Liver Transplants Increase, Death Rates Decrease Under Revised Policy
Nearly two years of data have been accrued since the inception of the Model for End-Stage Liver Disease (MELD) in 2002, which assesses the medical urgency of liver transplant candidates. An assessment of the effects of this allocation change notes a six percent reduction in the size of the liver waiting list, with the number of patients on the waiting list at year-end growing by 381 patients from 2002 to 2003, while the number of liver transplants increased from 5,060 in 2002 to 5,534 in 2003. The report also observes a decrease in the overall waiting list death rate over the past 10 years, from 225 deaths per 1,000 patient years at risk in 1994 to 124 in 2003.
Wait List Continues to Grow/Donor Criteria Expanding
The organ transplant waiting list saw an increase of 130 percent in the past decade from 35,751 patients at the end of 1994 to 82,885 at the end of 2003. Long wait times for transplant candidates and/or the continued growth in the waiting list size underscores the continuous dilemma of the shortage of organs.

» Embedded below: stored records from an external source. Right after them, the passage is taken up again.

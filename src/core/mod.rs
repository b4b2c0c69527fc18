pub mod client;
pub mod dispatch;
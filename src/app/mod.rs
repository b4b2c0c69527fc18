// Application layer: wires configuration, the HTTP client and the dispatcher together.

pub mod runner;
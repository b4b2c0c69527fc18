use crate::domain::model::{Credential, DomainStats, SubdomainsResponse};
use crate::domain::ports::ChaosApi;
use crate::utils::error::{ChaosError, Result};
use async_trait::async_trait;
use reqwest::header::{HeaderValue, AUTHORIZATION};
use reqwest::{Body, Client, Method, Response, StatusCode};
use serde::de::DeserializeOwned;
use std::path::Path;
use std::time::Duration;

pub const REQUEST_TIMEOUT: Duration = Duration::from_secs(30);
pub const MAX_IDLE_PER_HOST: usize = 100;

/// HTTP implementation of [`ChaosApi`]. One pooled client, shared by every call.
pub struct ChaosClient {
    client: Client,
    base_url: String,
    auth: HeaderValue,
}

impl ChaosClient {
    pub fn new(base_url: impl Into<String>, credential: &Credential) -> Result<Self> {
        let client = Client::builder()
            .timeout(REQUEST_TIMEOUT)
            .pool_max_idle_per_host(MAX_IDLE_PER_HOST)
            .danger_accept_invalid_certs(true)
            .build()?;

        Self::with_client(client, base_url, credential)
    }

    pub fn with_client(
        client: Client,
        base_url: impl Into<String>,
        credential: &Credential,
    ) -> Result<Self> {
        let mut auth = HeaderValue::from_str(credential.expose()).map_err(|e| {
            ChaosError::InvalidCredential {
                reason: e.to_string(),
            }
        })?;
        auth.set_sensitive(true);

        Ok(Self {
            client,
            base_url: base_url.into().trim_end_matches('/').to_string(),
            auth,
        })
    }

    pub fn base_url(&self) -> &str {
        &self.base_url
    }

    fn endpoint(&self, path: &str) -> String {
        format!("{}{}", self.base_url, path)
    }

    /// Sends one authenticated request and returns the response only if it came back 200.
    async fn execute(&self, method: Method, url: &str, body: Option<Body>) -> Result<Response> {
        tracing::debug!("{} {}", method, url);

        let mut request = self
            .client
            .request(method, url)
            .header(AUTHORIZATION, self.auth.clone());
        if let Some(body) = body {
            request = request.body(body);
        }

        let response = request.send().await?;
        let status = response.status();
        tracing::debug!("API response status: {}", status);

        if status != StatusCode::OK {
            // drain so the connection can go back to the pool
            let _ = response.bytes().await;
            return Err(ChaosError::UnexpectedStatus {
                status: status.as_u16(),
            });
        }

        Ok(response)
    }

    async fn get_json<T: DeserializeOwned>(&self, url: &str) -> Result<T> {
        let response = self.execute(Method::GET, url, None).await?;
        let bytes = response.bytes().await?;
        tracing::debug!("Decoding {} byte response body", bytes.len());
        Ok(serde_json::from_slice(&bytes)?)
    }
}

#[async_trait]
impl ChaosApi for ChaosClient {
    async fn domain_stats(&self, domain: &str) -> Result<DomainStats> {
        let url = self.endpoint(&format!("/dns/{}", domain));
        self.get_json(&url).await
    }

    async fn subdomains(&self, domain: &str) -> Result<SubdomainsResponse> {
        let url = self.endpoint(&format!("/dns/{}/subdomains", domain));
        self.get_json(&url).await
    }

    async fn upload(&self, path: &Path) -> Result<()> {
        let file = tokio::fs::File::open(path)
            .await
            .map_err(|source| ChaosError::File {
                path: path.display().to_string(),
                source,
            })?;

        let url = self.endpoint("/dns/add");
        // 成功時不解析回應內容
        self.execute(Method::POST, &url, Some(Body::from(file)))
            .await?;
        Ok(())
    }
}
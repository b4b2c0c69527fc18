pub mod app;
pub mod config;
pub mod core;
pub mod domain;
pub mod utils;

pub use app::runner::run;
pub use config::{CliConfig, Settings};
pub use core::{client::ChaosClient, dispatch::dispatch};
pub use domain::model::{Command, Credential, DomainStats, SubdomainsResponse};
pub use domain::ports::ChaosApi;
pub use utils::error::{ChaosError, Result};
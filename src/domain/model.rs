use serde::{Deserialize, Serialize};
use std::fmt;
use std::path::PathBuf;

/// Opaque token sent verbatim in the `Authorization` header.
#[derive(Clone, PartialEq, Eq)]
pub struct Credential(String);

impl Credential {
    /// Returns `None` for an empty token so callers can fall through to the next source.
    pub fn new(token: impl Into<String>) -> Option<Self> {
        let token = token.into();
        if token.is_empty() {
            None
        } else {
            Some(Self(token))
        }
    }

    pub fn expose(&self) -> &str {
        &self.0
    }
}

impl fmt::Debug for Credential {
    fn fmt(&self, f: &mut fmt::Formatter<'_>) -> fmt::Result {
        f.write_str("Credential(***)")
    }
}

/// Exactly one of these runs per invocation.
#[derive(Debug, Clone, PartialEq, Eq)]
pub enum Command {
    Upload { path: PathBuf },
    Stats { domain: String },
    Enumerate { domain: String },
}

/// Stats payload. The service does not promise a schema, so every field is kept as-is.
#[derive(Debug, Clone, Default, Serialize, Deserialize)]
#[serde(transparent)]
pub struct DomainStats {
    pub fields: serde_json::Map<String, serde_json::Value>,
}

impl DomainStats {
    pub fn get(&self, key: &str) -> Option<&serde_json::Value> {
        self.fields.get(key)
    }

    /// The `subdomains` entry rendered for a terminal: bare strings, compact JSON
    /// for anything else, `null` when the service left it out.
    pub fn subdomains_display(&self) -> String {
        match self.get("subdomains") {
            Some(serde_json::Value::String(s)) => s.clone(),
            Some(value) => value.to_string(),
            None => serde_json::Value::Null.to_string(),
        }
    }
}

#[derive(Debug, Clone, Default, Serialize, Deserialize)]
pub struct SubdomainsResponse {
    #[serde(default, deserialize_with = "null_as_empty")]
    pub subdomains: Vec<String>,
}

// the service sends `null` instead of `[]` for domains without results
fn null_as_empty<'de, D>(deserializer: D) -> std::result::Result<Vec<String>, D::Error>
where
    D: serde::Deserializer<'de>,
{
    let labels: Option<Vec<String>> = Option::deserialize(deserializer)?;
    Ok(labels.unwrap_or_default())
}

impl SubdomainsResponse {
    /// Full hostnames in service order, skipping empty labels.
    pub fn hostnames<'a>(&'a self, domain: &'a str) -> impl Iterator<Item = String> + 'a {
        self.subdomains
            .iter()
            .filter(|label| !label.is_empty())
            .map(move |label| format!("{}.{}", label, domain))
    }
}
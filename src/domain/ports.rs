use crate::domain::model::{DomainStats, SubdomainsResponse};
use crate::utils::error::Result;
use async_trait::async_trait;
use std::path::Path;

/// Operations offered by the subdomain service.
#[async_trait]
pub trait ChaosApi: Send + Sync {
    async fn domain_stats(&self, domain: &str) -> Result<DomainStats>;
    async fn subdomains(&self, domain: &str) -> Result<SubdomainsResponse>;
    async fn upload(&self, path: &Path) -> Result<()>;
}
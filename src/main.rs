use chaos_client::config::CHAOS_KEY_ENV;
use chaos_client::utils::logger;
use chaos_client::CliConfig;

#[tokio::main(flavor = "current_thread")]
async fn main() {
    let config = CliConfig::from_args();

    logger::init_cli_logger(config.verbose);

    let env_key = std::env::var(CHAOS_KEY_ENV).ok();
    let stdout = std::io::stdout();
    let mut out = stdout.lock();

    if let Err(e) = chaos_client::run(&config, env_key, &mut out).await {
        tracing::debug!("Command failed (Category: {:?}): {:?}", e.category(), e);
        eprintln!("{}", e);
        std::process::exit(1);
    }
}
use crate::domain::model::Command;
use crate::domain::ports::ChaosApi;
use crate::utils::error::Result;
use std::io::Write;

pub const UPLOAD_CONFIRMATION: &str =
    "File processed successfully and subdomains with valid records will be updated to chaos dataset.";

/// Runs a single command against the service and writes its result lines to `out`.
///
/// Nothing is written until the response is fully decoded, so a failed call leaves
/// `out` untouched.
pub async fn dispatch<A, W>(api: &A, command: &Command, out: &mut W) -> Result<()>
where
    A: ChaosApi + ?Sized,
    W: Write,
{
    match command {
        Command::Upload { path } => {
            tracing::info!("Uploading subdomains from {}", path.display());
            api.upload(path).await?;
            writeln!(out, "{}", UPLOAD_CONFIRMATION)?;
        }
        Command::Stats { domain } => {
            tracing::info!("Fetching stats for {}", domain);
            let stats = api.domain_stats(domain).await?;
            writeln!(out, "{}", stats.subdomains_display())?;
        }
        Command::Enumerate { domain } => {
            tracing::info!("Enumerating subdomains for {}", domain);
            let response = api.subdomains(domain).await?;
            let mut printed = 0usize;
            for hostname in response.hostnames(domain) {
                writeln!(out, "{}", hostname)?;
                printed += 1;
            }
            tracing::debug!("Printed {} of {} labels", printed, response.subdomains.len());
        }
    }
    out.flush()?;
    Ok(())
}

#[cfg(test)]
mod tests {
    use super::*;
    use crate::domain::model::{DomainStats, SubdomainsResponse};
    use crate::utils::error::ChaosError;
    use async_trait::async_trait;
    use serde_json::json;
    use std::path::{Path, PathBuf};
    use std::sync::Mutex;

    /// Records which endpoint was hit and answers with canned data.
    #[derive(Default)]
    struct FakeApi {
        calls: Mutex<Vec<String>>,
        fail_with_status: Option<u16>,
    }

    impl FakeApi {
        fn failing(status: u16) -> Self {
            Self {
                fail_with_status: Some(status),
                ..Default::default()
            }
        }

        fn record(&self, call: String) -> Result<()> {
            self.calls.lock().unwrap().push(call);
            match self.fail_with_status {
                Some(status) => Err(ChaosError::UnexpectedStatus { status }),
                None => Ok(()),
            }
        }

        fn calls(&self) -> Vec<String> {
            self.calls.lock().unwrap().clone()
        }
    }

    #[async_trait]
    impl ChaosApi for FakeApi {
        async fn domain_stats(&self, domain: &str) -> Result<DomainStats> {
            self.record(format!("stats:{}", domain))?;
            Ok(serde_json::from_value(json!({"subdomains": {"count": 5}}))?)
        }

        async fn subdomains(&self, domain: &str) -> Result<SubdomainsResponse> {
            self.record(format!("subdomains:{}", domain))?;
            Ok(serde_json::from_value(json!({"subdomains": ["a", "b", ""]}))?)
        }

        async fn upload(&self, path: &Path) -> Result<()> {
            self.record(format!("upload:{}", path.display()))
        }
    }

    fn run(api: &FakeApi, command: Command) -> (Result<()>, String) {
        let mut out = Vec::new();
        let result = tokio_test::block_on(dispatch(api, &command, &mut out));
        (result, String::from_utf8(out).unwrap())
    }

    #[test]
    fn test_enumerate_prints_hostnames_in_order() {
        let api = FakeApi::default();
        let (result, out) = run(
            &api,
            Command::Enumerate {
                domain: "example.com".to_string(),
            },
        );
        assert!(result.is_ok());
        assert_eq!(out, "a.example.com\nb.example.com\n");
        assert_eq!(api.calls(), vec!["subdomains:example.com"]);
    }

    #[test]
    fn test_stats_prints_subdomains_value() {
        let api = FakeApi::default();
        let (result, out) = run(
            &api,
            Command::Stats {
                domain: "example.com".to_string(),
            },
        );
        assert!(result.is_ok());
        assert_eq!(out, "{\"count\":5}\n");
    }

    #[test]
    fn test_upload_prints_confirmation() {
        let api = FakeApi::default();
        let (result, out) = run(
            &api,
            Command::Upload {
                path: PathBuf::from("subs.txt"),
            },
        );
        assert!(result.is_ok());
        assert_eq!(out, format!("{}\n", UPLOAD_CONFIRMATION));
        assert_eq!(api.calls(), vec!["upload:subs.txt"]);
    }

    #[test]
    fn test_failure_prints_nothing() {
        for command in [
            Command::Enumerate {
                domain: "example.com".to_string(),
            },
            Command::Stats {
                domain: "example.com".to_string(),
            },
            Command::Upload {
                path: PathBuf::from("subs.txt"),
            },
        ] {
            let api = FakeApi::failing(500);
            let (result, out) = run(&api, command);
            assert!(matches!(
                result,
                Err(ChaosError::UnexpectedStatus { status: 500 })
            ));
            assert!(out.is_empty());
        }
    }
}
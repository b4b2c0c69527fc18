use crate::utils::error::{ChaosError, Result};
use url::Url;

pub trait Validate {
    fn validate(&self) -> Result<()>;
}

pub fn validate_url(field_name: &str, url_str: &str) -> Result<()> {
    if url_str.is_empty() {
        return Err(ChaosError::InvalidConfigValueError {
            field: field_name.to_string(),
            value: url_str.to_string(),
            reason: "URL cannot be empty".to_string(),
        });
    }

    match Url::parse(url_str) {
        Ok(url) => match url.scheme() {
            "http" | "https" => Ok(()),
            scheme => Err(ChaosError::InvalidConfigValueError {
                field: field_name.to_string(),
                value: url_str.to_string(),
                reason: format!("Unsupported URL scheme: {}", scheme),
            }),
        },
        Err(e) => Err(ChaosError::InvalidConfigValueError {
            field: field_name.to_string(),
            value: url_str.to_string(),
            reason: format!("Invalid URL format: {}", e),
        }),
    }
}

pub fn validate_path(field_name: &str, path: &str) -> Result<()> {
    if path.is_empty() {
        return Err(ChaosError::InvalidConfigValueError {
            field: field_name.to_string(),
            value: path.to_string(),
            reason: "Path cannot be empty".to_string(),
        });
    }

    if path.contains('\0') {
        return Err(ChaosError::InvalidConfigValueError {
            field: field_name.to_string(),
            value: path.to_string(),
            reason: "Path contains null bytes".to_string(),
        });
    }

    Ok(())
}

/// Domains end up in a URL path segment, so anything that would escape it is rejected.
pub fn validate_domain(field_name: &str, domain: &str) -> Result<()> {
    if domain.chars().any(|c| c == '/' || c == '?' || c == '#' || c.is_whitespace()) {
        return Err(ChaosError::InvalidConfigValueError {
            field: field_name.to_string(),
            value: domain.to_string(),
            reason: "Domain contains characters that are not allowed in a hostname".to_string(),
        });
    }
    Ok(())
}
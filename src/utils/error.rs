use thiserror::Error;

#[derive(Error, Debug)]
pub enum ChaosError {
    #[error("Authorization token not specified")]
    MissingCredential,

    #[error("Domain not specified")]
    MissingDomain,

    #[error("Invalid authorization token: {reason}")]
    InvalidCredential { reason: String },

    #[error("Invalid value for {field}: '{value}' ({reason})")]
    InvalidConfigValueError {
        field: String,
        value: String,
        reason: String,
    },

    #[error("Could not send request: {0}")]
    Transport(#[from] reqwest::Error),

    #[error("Could not finish request: {status} statuscode")]
    UnexpectedStatus { status: u16 },

    #[error("Could not unmarshal result: {0}")]
    Decode(#[from] serde_json::Error),

    #[error("Could not open {path}: {source}")]
    File {
        path: String,
        #[source]
        source: std::io::Error,
    },

    #[error("IO error: {0}")]
    IoError(#[from] std::io::Error),
}

#[derive(Debug, Clone, Copy, PartialEq, Eq)]
pub enum ErrorCategory {
    Configuration,
    Transport,
    Protocol,
    Decode,
    LocalIo,
}

impl ChaosError {
    pub fn category(&self) -> ErrorCategory {
        match self {
            ChaosError::MissingCredential
            | ChaosError::MissingDomain
            | ChaosError::InvalidCredential { .. }
            | ChaosError::InvalidConfigValueError { .. } => ErrorCategory::Configuration,
            ChaosError::Transport(_) => ErrorCategory::Transport,
            ChaosError::UnexpectedStatus { .. } => ErrorCategory::Protocol,
            ChaosError::Decode(_) => ErrorCategory::Decode,
            ChaosError::File { .. } | ChaosError::IoError(_) => ErrorCategory::LocalIo,
        }
    }

    /// Configuration errors are raised before any request leaves the process.
    pub fn is_configuration(&self) -> bool {
        self.category() == ErrorCategory::Configuration
    }
}

pub type Result<T> = std::result::Result<T, ChaosError>;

The number of people awaiting a kidney transplant in the United States exceeded 60,000 for the first time in 2004, making it by far the most commonly transplanted and most commonly needed organ. As the kidney waiting list continues to grow, so has the increased use of expanded-criteria donor kidneys (kidneys with some increased risk of long-term graft failure due to donor's age and/or medical history). Expanded donor kidneys accounted for approximately 11 percent of the deceased donor kidney transplants performed in 1994 and increased to approximately 16 percent in 2003. ECD kidneys also made up 20 percent of all recovered deceased donor kidneys.
The OPTN/SRTR Annual Report is published exclusively in electronic formats, available on CD-ROM and the Web. The report can be accessed on the OPTN and SRTR [Exit Disclaimer] Web sites. CDs may be ordered via each site or by calling 1-804-782-4841.
The 14th Annual Report was produced by the Scientific Registry of Transplant Recipients (SRTR) contractor, University Renal Research and Education Association (URREA), in collaboration with the Organ Procurement and Transplantation Network (OPTN) contractor, United Network for Organ Sharing (UNOS), under contract with the Health Resources and Services Administration (HRSA) of the Department of Health and Human Services (HHS).